The Dreams chronology
| Tazy (2006) | Den Nye By (2008) | Revolt (2010) |

Singles from Den Nye By
- "La' mig være" Released: February 2008; "Himlen Falder/Helvede Kalder" Released: May 2008; "Backstabber" Released: October 2008;

= Den Nye By =

2008 album by The Dreams

Den Nye By is the debut album by Faroese alternative rock band the Dreams, released on February 8, 2008. Published by Apache Records and recorded in the Chief Management Studio. Produced by Chief 1 (Lars Pedersen). The album comprises 11 songs all written in Danish.

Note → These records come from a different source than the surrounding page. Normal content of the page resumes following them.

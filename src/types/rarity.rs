// Copyright 2025 Fernando Borretti
//
// Licensed under the Apache License, Version 2.0 (the "License");
// you may not use this file except in compliance with the License.
// You may obtain a copy of the License at
//
//     http://www.apache.org/licenses/LICENSE-2.0
//
// Unless required by applicable law or agreed to in writing, software
// distributed under the License is distributed on an "AS IS" BASIS,
// WITHOUT WARRANTIES OR CONDITIONS OF ANY KIND, either express or implied.
// See the License for the specific language governing permissions and
// limitations under the License.

use std::fmt::Display;
use std::fmt::Formatter;

use rusqlite::ToSql;
use rusqlite::types::FromSql;
use rusqlite::types::FromSqlError;
use rusqlite::types::FromSqlResult;
use rusqlite::types::ToSqlOutput;
use rusqlite::types::ValueRef;
use serde::Deserialize;
use serde::Serialize;

use crate::error::ErrorReport;
use crate::error::fail;

/// Rarity tiers, in increasing order.
#[derive(Clone, Copy, PartialEq, Eq, PartialOrd, Ord, Hash, Debug, Serialize, Deserialize)]
#[serde(rename_all = "lowercase")]
pub enum Rarity {
    Common,
    Uncommon,
    Rare,
    Epic,
    Legendary,
}

impl Rarity {
    /// All tiers from lowest to highest.
    pub const ALL: [Rarity; 5] = [
        Rarity::Common,
        Rarity::Uncommon,
        Rarity::Rare,
        Rarity::Epic,
        Rarity::Legendary,
    ];

    pub fn index(self) -> usize {
        match self {
            Rarity::Common => 0,
            Rarity::Uncommon => 1,
            Rarity::Rare => 2,
            Rarity::Epic => 3,
            Rarity::Legendary => 4,
        }
    }

    /// The next tier down, if any.
    pub fn lower(self) -> Option<Rarity> {
        match self {
            Rarity::Common => None,
            Rarity::Uncommon => Some(Rarity::Common),
            Rarity::Rare => Some(Rarity::Uncommon),
            Rarity::Epic => Some(Rarity::Rare),
            Rarity::Legendary => Some(Rarity::Epic),
        }
    }

    pub fn as_str(&self) -> &'static str {
        match self {
            Rarity::Common => "common",
            Rarity::Uncommon => "uncommon",
            Rarity::Rare => "rare",
            Rarity::Epic => "epic",
            Rarity::Legendary => "legendary",
        }
    }

    pub fn label(&self) -> &'static str {
        match self {
            Rarity::Common => "Common",
            Rarity::Uncommon => "Uncommon",
            Rarity::Rare => "Rare",
            Rarity::Epic => "Epic",
            Rarity::Legendary => "Legendary",
        }
    }

    /// Display colour as ARGB.
    pub fn color(&self) -> u32 {
        match self {
            Rarity::Common => 0xFF9E9E9E,
            Rarity::Uncommon => 0xFF4CAF50,
            Rarity::Rare => 0xFF2196F3,
            Rarity::Epic => 0xFF9C27B0,
            Rarity::Legendary => 0xFFFFD700,
        }
    }
}

impl Display for Rarity {
    fn fmt(&self, f: &mut Formatter<'_>) -> std::fmt::Result {
        write!(f, "{}", self.label())
    }
}

impl TryFrom<String> for Rarity {
    type Error = ErrorReport;

    fn try_from(value: String) -> Result<Self, Self::Error> {
        match value.as_str() {
            "common" => Ok(Rarity::Common),
            "uncommon" => Ok(Rarity::Uncommon),
            "rare" => Ok(Rarity::Rare),
            "epic" => Ok(Rarity::Epic),
            "legendary" => Ok(Rarity::Legendary),
            _ => fail(format!("Invalid rarity: {}", value)),
        }
    }
}

impl ToSql for Rarity {
    fn to_sql(&self) -> rusqlite::Result<ToSqlOutput<'_>> {
        Ok(ToSqlOutput::from(self.as_str()))
    }
}

impl FromSql for Rarity {
    fn column_result(value: ValueRef<'_>) -> FromSqlResult<Self> {
        let string: String = FromSql::column_result(value)?;
        Rarity::try_from(string).map_err(|e| FromSqlError::Other(Box::new(e)))
    }
}
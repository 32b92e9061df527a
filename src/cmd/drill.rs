// Copyright 2025 Fernando Borretti
//
// Licensed under the Apache License, Version 2.0 (the "License");
// you may not use this file except in compliance with the License.
// You may obtain a copy of the License at
//
//     http://www.apache.org/licenses/LICENSE-2.0
//
// Unless required by applicable law or agreed to in writing, software
// distributed under the License is distributed on an "AS IS" BASIS,
// WITHOUT WARRANTIES OR CONDITIONS OF ANY KIND, either express or implied.
// See the License for the specific language governing permissions and
// limitations under the License.

//! A study session on standard input and output.

use std::io::BufRead;
use std::io::Write;
use std::sync::Arc;

use crate::clock::SystemClock;
use crate::collection::Collection;
use crate::error::Fallible;
use crate::error::fail;
use crate::session::SessionEngine;
use crate::session::SessionEvent;
use crate::session::SessionState;
use crate::types::item_kind::ItemId;
use crate::types::item_kind::KanaType;
use crate::types::mode::GameMode;
use crate::types::question::Question;

pub struct DrillOptions {
    pub mode: GameMode,
    pub count: Option<usize>,
    pub target: Option<ItemId>,
    pub kana_type: KanaType,
    pub level: u32,
}

/// Runs one session to completion. Typing `q`, or closing the input,
/// ends the session early. Pity counters are loaded from and saved to the
/// collection's database.
pub fn run_drill<R: BufRead, W: Write>(
    collection: Collection,
    options: DrillOptions,
    mut input: R,
    mut output: W,
) -> Fallible<()> {
    let Collection { config, db, .. } = collection;
    let pity = db.load_pity()?;
    let db = Arc::new(db);
    let mut engine = SessionEngine::new(db.clone(), Arc::new(SystemClock), &config);
    engine.set_player_level(options.level);
    engine.restore_pity(pity);
    let mut states = engine.subscribe();

    engine.dispatch(SessionEvent::StartSession {
        mode: options.mode,
        count: options.count.unwrap_or(config.session.question_count),
        target: options.target,
        kana_type: Some(options.kana_type),
    });
    loop {
        let state = states.borrow_and_update().clone();
        match state {
            SessionState::AwaitingAnswer {
                question,
                question_number,
                total,
                combo,
                ..
            } => {
                writeln!(output, "[{question_number}/{total}] combo {combo}")?;
                writeln!(output, "{}", question.literal)?;
                writeln!(output, "{}", question.prompt)?;
                let answer = if options.mode.is_production() {
                    self_grade(&question, &mut input, &mut output)?
                } else {
                    pick_choice(&question, &mut input, &mut output)?
                };
                match answer {
                    Some(answer) => engine.dispatch(SessionEvent::SubmitAnswer(answer)),
                    None => engine.dispatch(SessionEvent::EndSession),
                }
            }
            SessionState::ShowingResult {
                question,
                correct,
                xp_gained,
                discovered,
                item_level_up,
                ..
            } => {
                if correct {
                    writeln!(output, "Correct! +{xp_gained} XP")?;
                } else {
                    writeln!(output, "Wrong. The answer is {}.", question.correct_answer)?;
                }
                for line in &question.breakdown {
                    writeln!(output, "  {line}")?;
                }
                if item_level_up {
                    writeln!(output, "{} leveled up!", question.literal)?;
                }
                if let Some(encounter) = discovered {
                    writeln!(
                        output,
                        "Discovered {} ({})!",
                        encounter.literal, encounter.item.rarity
                    )?;
                }
                engine.dispatch(SessionEvent::NextQuestion);
            }
            SessionState::SessionComplete { stats } => {
                writeln!(
                    output,
                    "Session complete: {}/{} correct, max combo {}, {} XP in {}s.",
                    stats.correct_count,
                    stats.cards_studied,
                    stats.max_combo,
                    stats.xp_earned,
                    stats.duration_secs
                )?;
                break;
            }
            SessionState::Error { message } => {
                return fail(message);
            }
            SessionState::Idle | SessionState::Preparing { .. } => {
                return fail("session did not start.");
            }
        }
    }
    db.save_pity(&engine.pity())?;
    Ok(())
}

/// Reads a trimmed line. `None` on end of input or `q`.
fn read_line<R: BufRead>(input: &mut R) -> Fallible<Option<String>> {
    let mut line = String::new();
    if input.read_line(&mut line)? == 0 {
        return Ok(None);
    }
    let line = line.trim().to_string();
    if line == "q" {
        return Ok(None);
    }
    Ok(Some(line))
}

/// Accepts either a choice number or the answer itself.
fn pick_choice<R: BufRead, W: Write>(
    question: &Question,
    input: &mut R,
    output: &mut W,
) -> Fallible<Option<String>> {
    for (i, choice) in question.choices.iter().enumerate() {
        writeln!(output, "  {}. {choice}", i + 1)?;
    }
    loop {
        let Some(line) = read_line(input)? else {
            return Ok(None);
        };
        if line.is_empty() {
            continue;
        }
        let answer = match line.parse::<usize>() {
            Ok(n) if (1..=question.choices.len()).contains(&n) => question.choices[n - 1].clone(),
            _ => line,
        };
        return Ok(Some(answer));
    }
}

/// Reveals the answer and asks for a quality from 0 to 5. Three or more
/// counts as correct.
fn self_grade<R: BufRead, W: Write>(
    question: &Question,
    input: &mut R,
    output: &mut W,
) -> Fallible<Option<String>> {
    writeln!(output, "[press enter to reveal]")?;
    if read_line(input)?.is_none() {
        return Ok(None);
    }
    writeln!(output, "Answer: {}", question.correct_answer)?;
    loop {
        writeln!(output, "Grade: (0 = blank, 3 = hard, 4 = good, 5 = perfect)")?;
        let Some(line) = read_line(input)? else {
            return Ok(None);
        };
        match line.parse::<u8>() {
            Ok(quality) if quality <= 5 => {
                return Ok(Some(format!("{}|{quality}", quality >= 3)));
            }
            _ => writeln!(output, "Invalid input. Please enter a number between 0 and 5.")?,
        }
    }
}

Three successful singles were released from this album: "La' mig være", "Himlen Falder/Helvede Kalder" and "Backstabber".

==Release==
They released their album at the same time their first music video "La' mig være", which directly moved into the lead in DR1 Boogie Listen. A second single, "Himlen Falder/Helvede Karlder", was released in May and also ranked first in DR1 Boogie Listen and Denmark's most popular music videos chart, finishing in the top three for ten weeks.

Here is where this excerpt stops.